Non-structural carbohydrates (NSC), which mostly consist of soluble sugars and starch, constitutes the primary resource supply (Kozlowski, 1992; Pan et al., 2002). NSC can be used as a temporary carbon source to supply energy for maintaining the normal physiological activities of plants when photosynthesis cannot provide sufficient carbohydrate supply for plant growth and reproduction (Kozlowski, 1992). The variation of NSC is related to the intensity and efficiency of photosynthesis, as well as the development stage, lifeform, and growth environment of plants (Dietze et al, 2014; Furze et al., 2019). Perennial plants usually display periodic dormancy-growth cycle caused by intermittent disturbances of abiotic stresses, such as drought and cold, often faced with the fluctuations in energy supply and demand. Considering the role of NSC on resource supply, the survival of trees over the years depends on their ability to accumulate sufficient NSC in the storage structures, i.e., NSC reserves (Dietze et al, 2014). NSC reserves, especially those present near the end of growth season or dormancy stage, can influence various aspects of tree physiology, including spring growth, flowering, and final yield (Zwieniecki et al, 2022).

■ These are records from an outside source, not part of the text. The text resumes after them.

/*
MIT License

Copyright (c) 2024 Davinci

Permission is hereby granted, free of charge, to any person obtaining a copy
of this software and associated documentation files (the "Software"), to deal
in the Software without restriction, including without limitation the rights
to use, copy, modify, merge, publish, distribute, sublicense, and/or sell
copies of the Software, and to permit persons to whom the Software is
furnished to do so, subject to the following conditions:

The above copyright notice and this permission notice shall be included in all
copies or substantial portions of the Software.

THE SOFTWARE IS PROVIDED "AS IS", WITHOUT WARRANTY OF ANY KIND, EXPRESS OR
IMPLIED, INCLUDING BUT NOT LIMITED TO THE WARRANTIES OF MERCHANTABILITY,
FITNESS FOR A PARTICULAR PURPOSE AND NONINFRINGEMENT. IN NO EVENT SHALL THE
AUTHORS OR COPYRIGHT HOLDERS BE LIABLE FOR ANY CLAIM, DAMAGES OR OTHER
LIABILITY, WHETHER IN AN ACTION OF CONTRACT, TORT OR OTHERWISE, ARISING FROM,
OUT OF OR IN CONNECTION WITH THE SOFTWARE OR THE USE OR OTHER DEALINGS IN THE
SOFTWARE.
*/

//! # Oracle and Pool Info Tests
//!
//! Observation recording through `UpdateOracle` and swaps, and the
//! `GetPoolInfo` view with its time-weighted average tick.

mod common;

use common::*;
use serial_test::serial;
use solana_sdk::clock::Clock;

/// sqrt(1.0001^100) in Q64.64
const SQRT_PRICE_TICK_100: u128 = 18_539_204_128_674_375_874;

async fn advance_clock(context: &mut ProgramTestContext, seconds: i64) -> Result<i64, BanksClientError> {
    let mut clock: Clock = context.banks_client.get_sysvar().await?;
    clock.unix_timestamp += seconds;
    context.set_sysvar(&clock);
    Ok(clock.unix_timestamp)
}

/// Runs `GetPoolInfo` in simulation and decodes its return data.
async fn simulate_pool_info(
    context: &mut ProgramTestContext,
    pool: &PoolFixture,
    with_observation: bool,
) -> Result<PoolInfo, BanksClientError> {
    let instruction = pool.client.get_pool_info(&pool.addresses, with_observation).unwrap();
    let blockhash = context.banks_client.get_latest_blockhash().await?;
    let transaction = Transaction::new_signed_with_payer(
        &[instruction],
        Some(&context.payer.pubkey()),
        &[&context.payer],
        blockhash,
    );
    let simulation = context.banks_client.simulate_transaction(transaction).await?;
    assert!(matches!(simulation.result, Some(Ok(()))), "{:?}", simulation.result);

    let return_data = simulation
        .simulation_details
        .and_then(|details| details.return_data)
        .expect("pool info return data");
    assert_eq!(return_data.program_id, PROGRAM_ID);

    // the runtime trims trailing zero bytes from return data
    let mut data = return_data.data;
    data.resize(256, 0);
    Ok(PoolInfo::deserialize(&mut data.as_slice()).unwrap())
}

#[tokio::test]
#[serial]
async fn test_update_oracle_records_observation() -> TestResult {
    let mut context = start_test_context().await;
    let pool = create_pool(
        &mut context,
        constants::TICK_SPACING,
        SQRT_PRICE_TICK_100,
        constants::FEE_RATE,
        constants::PROTOCOL_FEE_RATE,
    )
    .await?;
    let created_at = get_observation(&mut context, &pool).await.observations[0].block_timestamp;

    let now = advance_clock(&mut context, 60).await?;
    let instruction = pool.client.update_oracle(&pool.addresses).unwrap();
    send_transaction(&mut context, &[instruction.clone()], &[]).await?;

    let observation = get_observation(&mut context, &pool).await;
    assert_eq!(observation.observation_index, 1);
    let latest = observation.observations[1];
    assert_eq!(latest.block_timestamp, now as u32);
    assert_eq!(latest.block_timestamp - created_at, 60);
    assert_eq!(latest.tick_cumulative, 100 * 60);

    // a second update inside the minimum interval is skipped
    advance_clock(&mut context, 5).await?;
    context.get_new_latest_blockhash().await?;
    send_transaction(&mut context, &[instruction], &[]).await?;
    let observation = get_observation(&mut context, &pool).await;
    assert_eq!(observation.observation_index, 1);

    println!("✅ Observation recorded with tick cumulative {}", latest.tick_cumulative);
    Ok(())
}

#[tokio::test]
#[serial]
async fn test_pool_info_view() -> TestResult {
    let mut context = start_test_context().await;
    let pool = create_pool(
        &mut context,
        constants::TICK_SPACING,
        SQRT_PRICE_TICK_100,
        constants::FEE_RATE,
        constants::PROTOCOL_FEE_RATE,
    )
    .await?;

    let info = simulate_pool_info(&mut context, &pool, false).await?;
    assert_eq!(info.token_mint_0, pool.addresses.token_mint_0);
    assert_eq!(info.token_mint_1, pool.addresses.token_mint_1);
    assert_eq!(info.tick_spacing, constants::TICK_SPACING);
    assert_eq!(info.tick_current, 100);
    assert_eq!(info.sqrt_price_x64, SQRT_PRICE_TICK_100);
    assert_eq!(info.liquidity, 0);
    assert_eq!(info.fee_rate, constants::FEE_RATE);
    assert_eq!(info.protocol_fee_rate, constants::PROTOCOL_FEE_RATE);
    assert_eq!(info.average_tick, None);

    advance_clock(&mut context, 120).await?;
    let info = simulate_pool_info(&mut context, &pool, true).await?;
    assert_eq!(info.average_tick, Some(100));
    Ok(())
}

/// Swaps record the tick held before the trade, so the average follows the
/// price path over time.
#[tokio::test]
#[serial]
async fn test_swap_updates_oracle() -> TestResult {
    let mut context = start_test_context().await;
    let pool = create_default_pool(&mut context).await?;
    let provider = create_default_user(&mut context, &pool).await?;
    open_position(&mut context, &pool, &provider, -600, 600, 1_000_000_000, u64::MAX, u64::MAX).await?;

    advance_clock(&mut context, 30).await?;
    swap(&mut context, &pool, &provider, true, 1_000, 0, 0, true).await?;

    let observation = get_observation(&mut context, &pool).await;
    assert_eq!(observation.observation_index, 1);
    assert_eq!(observation.observations[1].tick_cumulative, 0);
    assert_eq!(get_pool_state(&mut context, &pool.pool_key()).await.tick_current, -1);

    advance_clock(&mut context, 30).await?;
    let instruction = pool.client.update_oracle(&pool.addresses).unwrap();
    send_transaction(&mut context, &[instruction], &[]).await?;

    let observation = get_observation(&mut context, &pool).await;
    assert_eq!(observation.observation_index, 2);
    assert_eq!(observation.observations[2].tick_cumulative, -30);

    // -30 over 60 seconds rounds toward negative infinity
    let info = simulate_pool_info(&mut context, &pool, true).await?;
    assert_eq!(info.average_tick, Some(-1));
    Ok(())
}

NSC reserves in plants have spatial and temporal heterogeneity because of plant age, individual size, organ, and developmental stage. For perennial woody plants, twigs, stems, roots and fruits are all storage structures of NSC, but the concentrations and accumulations of NSC differ among organs. Twigs link the leaves (the carbon source of photosynthates, and stem and root (the main storages of NSC) (Gruber et al., 2013). The variation of NSC in twigs is closely involved in plant growth strategies, thus reflecting the adaptability of plants to the environment changes during key phenological periods (Zhang et al., 2013). The NSC stored in roots and stems supply resources to maintain the respiration of trees during dormant period and to flourish growth and development in the next growth season (Ziemer, 1971; Richardson et al., 2013). According to the principle of nearest allocation of resources, the carbohydrates produced by leaves through photosynthesis is prior to allocated to twigs and fruits. If excessive much NSC is allocated to harvest organs such as fruits, the storage of NSC in roots and stems becomes insufficient, thus impairing the growth and development of plants in the next growth season and thus decreasing the yield; this phenomenon is known as alternate bearing (year-to-year deviation in yield) (Bustan et al, 2011). Therefore, the yield of perennial woody crops is related to the photosynthesis of the current year, as well as the accumulation of NSC in previous years. However, the contribution of NSC to crop yield has not been fully determined (Bustan et al, 2011). The relationship between NSC and yield is complex, thus requiring further understanding of the factors that influence the yield of perennial woody crops.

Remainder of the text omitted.